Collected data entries
------------------------------------------------------------------------

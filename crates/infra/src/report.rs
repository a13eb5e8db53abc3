//! History screen read side: one page of audit rows plus presentation cells.
//!
//! The order column is extensible through [`OrderColumnRenderer`]. The default
//! renderer passes the shop-order cell through unchanged; [`ExternalPoLinks`]
//! re-targets purchase-order ids to the purchase-order editor.

use std::collections::HashSet;

use chrono::{DateTime, Utc};
use serde::Serialize;

use invtrack_audit::StoredAuditRecord;
use invtrack_core::{Catalog, OrderId, ProductId, ProductSnapshotSource, UserId};

use crate::manager::UpdateManager;
use crate::store::{AuditFilter, AuditStore, Pagination, PersistenceError};

/// Label of the synthetic "current stock" rows.
pub const CURRENT_STOCK_LABEL: &str = "Current Stock";

/// More products than this and the current-stock rows are omitted.
const CURRENT_STOCK_LIMIT: usize = 10;

/// What an order id refers to in the host.
#[derive(Debug, Copy, Clone, PartialEq, Eq)]
pub enum OrderKind {
    ShopOrder,
    PurchaseOrder,
}

/// Order lookup used to render the order column. `None` means deleted.
pub trait OrderDirectory: Send + Sync {
    fn order_kind(&self, order_id: OrderId) -> Option<OrderKind>;
}

/// Fixed directory (tests/dev).
#[derive(Debug, Clone, Default)]
pub struct StaticOrderDirectory {
    shop_orders: HashSet<OrderId>,
    purchase_orders: HashSet<OrderId>,
}

impl StaticOrderDirectory {
    pub fn new(
        shop_orders: impl IntoIterator<Item = OrderId>,
        purchase_orders: impl IntoIterator<Item = OrderId>,
    ) -> Self {
        Self {
            shop_orders: shop_orders.into_iter().collect(),
            purchase_orders: purchase_orders.into_iter().collect(),
        }
    }
}

impl OrderDirectory for StaticOrderDirectory {
    fn order_kind(&self, order_id: OrderId) -> Option<OrderKind> {
        if self.purchase_orders.contains(&order_id) {
            Some(OrderKind::PurchaseOrder)
        } else if self.shop_orders.contains(&order_id) {
            Some(OrderKind::ShopOrder)
        } else {
            None
        }
    }
}

/// Directory for callers with no host order lookup. Every id is taken to be a
/// live shop order unless it is listed as a purchase order, so nothing renders
/// as deleted.
#[derive(Debug, Clone, Default)]
pub struct ConfiguredOrders {
    purchase_orders: HashSet<OrderId>,
}

impl ConfiguredOrders {
    pub fn new(purchase_orders: impl IntoIterator<Item = OrderId>) -> Self {
        Self {
            purchase_orders: purchase_orders.into_iter().collect(),
        }
    }
}

impl OrderDirectory for ConfiguredOrders {
    fn order_kind(&self, order_id: OrderId) -> Option<OrderKind> {
        if self.purchase_orders.contains(&order_id) {
            Some(OrderKind::PurchaseOrder)
        } else {
            Some(OrderKind::ShopOrder)
        }
    }
}

/// Rendered order column.
#[derive(Debug, Clone, PartialEq, Eq, Serialize)]
pub struct OrderCell {
    pub label: String,
    pub href: Option<String>,
}

impl OrderCell {
    fn shop_order(admin_url: &str, order_id: OrderId) -> Self {
        Self {
            label: order_id.to_string(),
            href: Some(format!("{admin_url}admin.php?page=wc-orders&action=edit&id={order_id}")),
        }
    }

    fn deleted(order_id: OrderId) -> Self {
        Self {
            label: format!("{order_id} (Deleted)"),
            href: None,
        }
    }
}

/// Hook over the order column. Receives the default cell and may replace it.
pub trait OrderColumnRenderer: Send + Sync {
    fn render(&self, order_id: OrderId, default: OrderCell) -> OrderCell;
}

/// Leaves the default cell untouched.
#[derive(Debug, Clone, Copy, Default)]
pub struct PassThrough;

impl OrderColumnRenderer for PassThrough {
    fn render(&self, _order_id: OrderId, default: OrderCell) -> OrderCell {
        default
    }
}

/// Links purchase-order ids to the purchase-order editor.
#[derive(Debug, Clone)]
pub struct ExternalPoLinks<D> {
    directory: D,
    admin_url: String,
}

impl<D> ExternalPoLinks<D> {
    pub fn new(directory: D, admin_url: impl Into<String>) -> Self {
        Self {
            directory,
            admin_url: admin_url.into(),
        }
    }
}

impl<D> OrderColumnRenderer for ExternalPoLinks<D>
where
    D: OrderDirectory,
{
    fn render(&self, order_id: OrderId, default: OrderCell) -> OrderCell {
        match self.directory.order_kind(order_id) {
            Some(OrderKind::PurchaseOrder) => OrderCell {
                label: order_id.to_string(),
                href: Some(format!("{}post.php?action=edit&post={order_id}", self.admin_url)),
            },
            _ => default,
        }
    }
}

/// Synthetic top row showing the live stock of a searched product.
#[derive(Debug, Clone, PartialEq, Eq, Serialize)]
pub struct CurrentStockRow {
    pub timestamp: DateTime<Utc>,
    pub product_sku: Option<String>,
    pub product_id: ProductId,
    pub stock_after: i64,
    pub reason: &'static str,
}

/// Live stock rows for the first page of a product search.
///
/// Only shown when searching by product id or SKU, never with an order or
/// date filter, and never past page one. Untracked products are left out.
pub fn current_stock_rows<C>(catalog: &C, filter: &AuditFilter, pagination: Pagination) -> Vec<CurrentStockRow>
where
    C: Catalog + ?Sized,
{
    if pagination.offset != 0 {
        return Vec::new();
    }
    if filter.product_id.is_none() && filter.product_sku.is_none() {
        return Vec::new();
    }
    if filter.order_id.is_some() || filter.on_or_before.is_some() {
        return Vec::new();
    }

    let mut products = Vec::new();
    if let Some(product) = filter.product_id.and_then(|id| catalog.get_product(id)) {
        products.push(product);
    }
    if let Some(product) = filter
        .product_sku
        .as_deref()
        .and_then(|sku| catalog.get_product_id_by_sku(sku))
        .and_then(|id| catalog.get_product(id))
    {
        products.push(product);
    }
    if products.len() >= CURRENT_STOCK_LIMIT {
        return Vec::new();
    }

    let now = Utc::now();
    products
        .iter()
        .filter_map(|product| {
            let stock = product.stock_snapshot();
            if !stock.tracking_enabled {
                return None;
            }
            Some(CurrentStockRow {
                timestamp: now,
                product_sku: product.sku(),
                product_id: product.product_id(),
                stock_after: stock.quantity?,
                reason: CURRENT_STOCK_LABEL,
            })
        })
        .collect()
}

/// One audit row with its presentation cells.
#[derive(Debug, Clone, Serialize)]
pub struct HistoryRow {
    #[serde(flatten)]
    pub record: StoredAuditRecord,
    pub order: Option<OrderCell>,
    pub user: String,
}

#[derive(Debug, Clone, Serialize)]
pub struct HistoryReport {
    pub current_stock: Vec<CurrentStockRow>,
    pub rows: Vec<HistoryRow>,
    pub total_count: u64,
    pub per_page: u32,
    pub total_pages: u64,
}

/// Renders pages of the audit history screen.
pub struct HistoryScreen<D, R> {
    directory: D,
    renderer: R,
    admin_url: String,
}

impl<D> HistoryScreen<D, PassThrough>
where
    D: OrderDirectory,
{
    pub fn new(directory: D, admin_url: impl Into<String>) -> Self {
        Self {
            directory,
            renderer: PassThrough,
            admin_url: admin_url.into(),
        }
    }
}

impl<D, R> HistoryScreen<D, R>
where
    D: OrderDirectory,
    R: OrderColumnRenderer,
{
    pub fn with_renderer<R2: OrderColumnRenderer>(self, renderer: R2) -> HistoryScreen<D, R2> {
        HistoryScreen {
            directory: self.directory,
            renderer,
            admin_url: self.admin_url,
        }
    }

    /// Build page `page` (1-based) for `filter`.
    pub fn page<S, C>(
        &self,
        manager: &UpdateManager<S>,
        catalog: &C,
        filter: &AuditFilter,
        page: u32,
    ) -> Result<HistoryReport, PersistenceError>
    where
        S: AuditStore,
        C: Catalog + ?Sized,
    {
        let pagination = Pagination::page(page, manager.page_size());
        let result = manager.query(filter, Some(pagination))?;
        let total_pages = result.total_pages();

        let rows = result
            .items
            .into_iter()
            .map(|record| {
                let order = record.record.order_id().map(|id| self.order_cell(id));
                let user = user_label(record.record.user_id());
                HistoryRow { record, order, user }
            })
            .collect();

        Ok(HistoryReport {
            current_stock: current_stock_rows(catalog, filter, pagination),
            rows,
            total_count: result.total_count,
            per_page: pagination.limit,
            total_pages,
        })
    }

    pub fn order_cell(&self, order_id: OrderId) -> OrderCell {
        let default = match self.directory.order_kind(order_id) {
            Some(_) => OrderCell::shop_order(&self.admin_url, order_id),
            None => OrderCell::deleted(order_id),
        };
        self.renderer.render(order_id, default)
    }
}

fn user_label(user_id: UserId) -> String {
    if user_id.is_guest() {
        "Guest".to_string()
    } else {
        user_id.to_string()
    }
}

#[cfg(test)]
mod tests {
    use super::*;
    use chrono::NaiveDate;
    use invtrack_audit::AuditRecord;
    use invtrack_core::memory::{CatalogProduct, InMemoryCatalog};
    use invtrack_core::ProductRef;

    use crate::store::InMemoryAuditStore;

    const ADMIN: &str = "https://shop.test/wp-admin/";

    fn test_catalog() -> InMemoryCatalog {
        InMemoryCatalog::with_products([
            CatalogProduct::tracked(ProductId::new(1), "ABC-1", 12),
            CatalogProduct::untracked(ProductId::new(2), "ABC-2"),
        ])
    }

    fn test_directory() -> StaticOrderDirectory {
        StaticOrderDirectory::new([OrderId::new(10)], [OrderId::new(20)])
    }

    #[test]
    fn current_stock_shown_for_first_page_product_search() {
        let rows = current_stock_rows(&test_catalog(), &AuditFilter::by_product(ProductId::new(1)), Pagination::default());
        assert_eq!(rows.len(), 1);
        assert_eq!(rows[0].stock_after, 12);
        assert_eq!(rows[0].reason, CURRENT_STOCK_LABEL);
    }

    #[test]
    fn current_stock_hidden_for_untracked_later_pages_and_order_filters() {
        let catalog = test_catalog();
        assert!(current_stock_rows(&catalog, &AuditFilter::by_sku("ABC-2"), Pagination::default()).is_empty());
        assert!(
            current_stock_rows(&catalog, &AuditFilter::by_product(ProductId::new(1)), Pagination::page(2, 20))
                .is_empty()
        );

        let with_order = AuditFilter {
            product_id: Some(ProductId::new(1)),
            order_id: Some(OrderId::new(10)),
            ..Default::default()
        };
        assert!(current_stock_rows(&catalog, &with_order, Pagination::default()).is_empty());

        let with_date = AuditFilter {
            product_id: Some(ProductId::new(1)),
            on_or_before: NaiveDate::from_ymd_opt(2024, 1, 1),
            ..Default::default()
        };
        assert!(current_stock_rows(&catalog, &with_date, Pagination::default()).is_empty());
        assert!(current_stock_rows(&catalog, &AuditFilter::default(), Pagination::default()).is_empty());
    }

    #[test]
    fn default_renderer_links_shop_orders_and_marks_deleted() {
        let screen = HistoryScreen::new(test_directory(), ADMIN);
        assert_eq!(
            screen.order_cell(OrderId::new(10)).href.as_deref(),
            Some("https://shop.test/wp-admin/admin.php?page=wc-orders&action=edit&id=10")
        );
        let gone = screen.order_cell(OrderId::new(99));
        assert_eq!(gone.label, "99 (Deleted)");
        assert!(gone.href.is_none());
    }

    #[test]
    fn po_renderer_retargets_purchase_orders_only() {
        let screen =
            HistoryScreen::new(test_directory(), ADMIN).with_renderer(ExternalPoLinks::new(test_directory(), ADMIN));
        assert_eq!(
            screen.order_cell(OrderId::new(20)).href.as_deref(),
            Some("https://shop.test/wp-admin/post.php?action=edit&post=20")
        );
        assert_eq!(
            screen.order_cell(OrderId::new(10)).href.as_deref(),
            Some("https://shop.test/wp-admin/admin.php?page=wc-orders&action=edit&id=10")
        );
    }

    #[test]
    fn page_combines_rows_and_current_stock() {
        let manager = UpdateManager::new(InMemoryAuditStore::new()).with_page_size(20);
        let record = AuditRecord::builder(ProductRef::new(ProductId::new(1), Some("ABC-1".to_string())))
            .levels(Some(10), Some(12))
            .order(OrderId::new(20))
            .build()
            .unwrap();
        manager.record(record).unwrap();

        let screen = HistoryScreen::new(test_directory(), ADMIN);
        let report = screen
            .page(&manager, &test_catalog(), &AuditFilter::by_product(ProductId::new(1)), 1)
            .unwrap();

        assert_eq!(report.total_count, 1);
        assert_eq!(report.total_pages, 1);
        assert_eq!(report.current_stock.len(), 1);
        assert_eq!(report.rows[0].user, "Guest");
        assert_eq!(report.rows[0].order.as_ref().map(|c| c.label.as_str()), Some("20"));
    }

    #[test]
    fn configured_orders_link_every_id_and_retarget_listed_purchase_orders() {
        let orders = ConfiguredOrders::new([OrderId::new(20)]);
        let screen = HistoryScreen::new(orders.clone(), ADMIN).with_renderer(ExternalPoLinks::new(orders, ADMIN));

        assert_eq!(
            screen.order_cell(OrderId::new(99)).href.as_deref(),
            Some("https://shop.test/wp-admin/admin.php?page=wc-orders&action=edit&id=99")
        );
        assert_eq!(
            screen.order_cell(OrderId::new(20)).href.as_deref(),
            Some("https://shop.test/wp-admin/post.php?action=edit&post=20")
        );
    }
}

------------------------------------------------------------------------

Exercise requirements: Print the first line of the records above and each line after it, exactly, through the line with "Label of the".

Exercise response:
filename crates/infra/src/report.rs
repository a13eb5e8db53abc3
//! History screen read side: one page of audit rows plus presentation cells.
//!
//! The order column is extensible through [`OrderColumnRenderer`]. The default
//! renderer passes the shop-order cell through unchanged; [`ExternalPoLinks`]
//! re-targets purchase-order ids to the purchase-order editor.

use std::collections::HashSet;

use chrono::{DateTime, Utc};
use serde::Serialize;

use invtrack_audit::StoredAuditRecord;
use invtrack_core::{Catalog, OrderId, ProductId, ProductSnapshotSource, UserId};

use crate::manager::UpdateManager;
use crate::store::{AuditFilter, AuditStore, Pagination, PersistenceError};

/// Label of the synthetic "current stock" rows.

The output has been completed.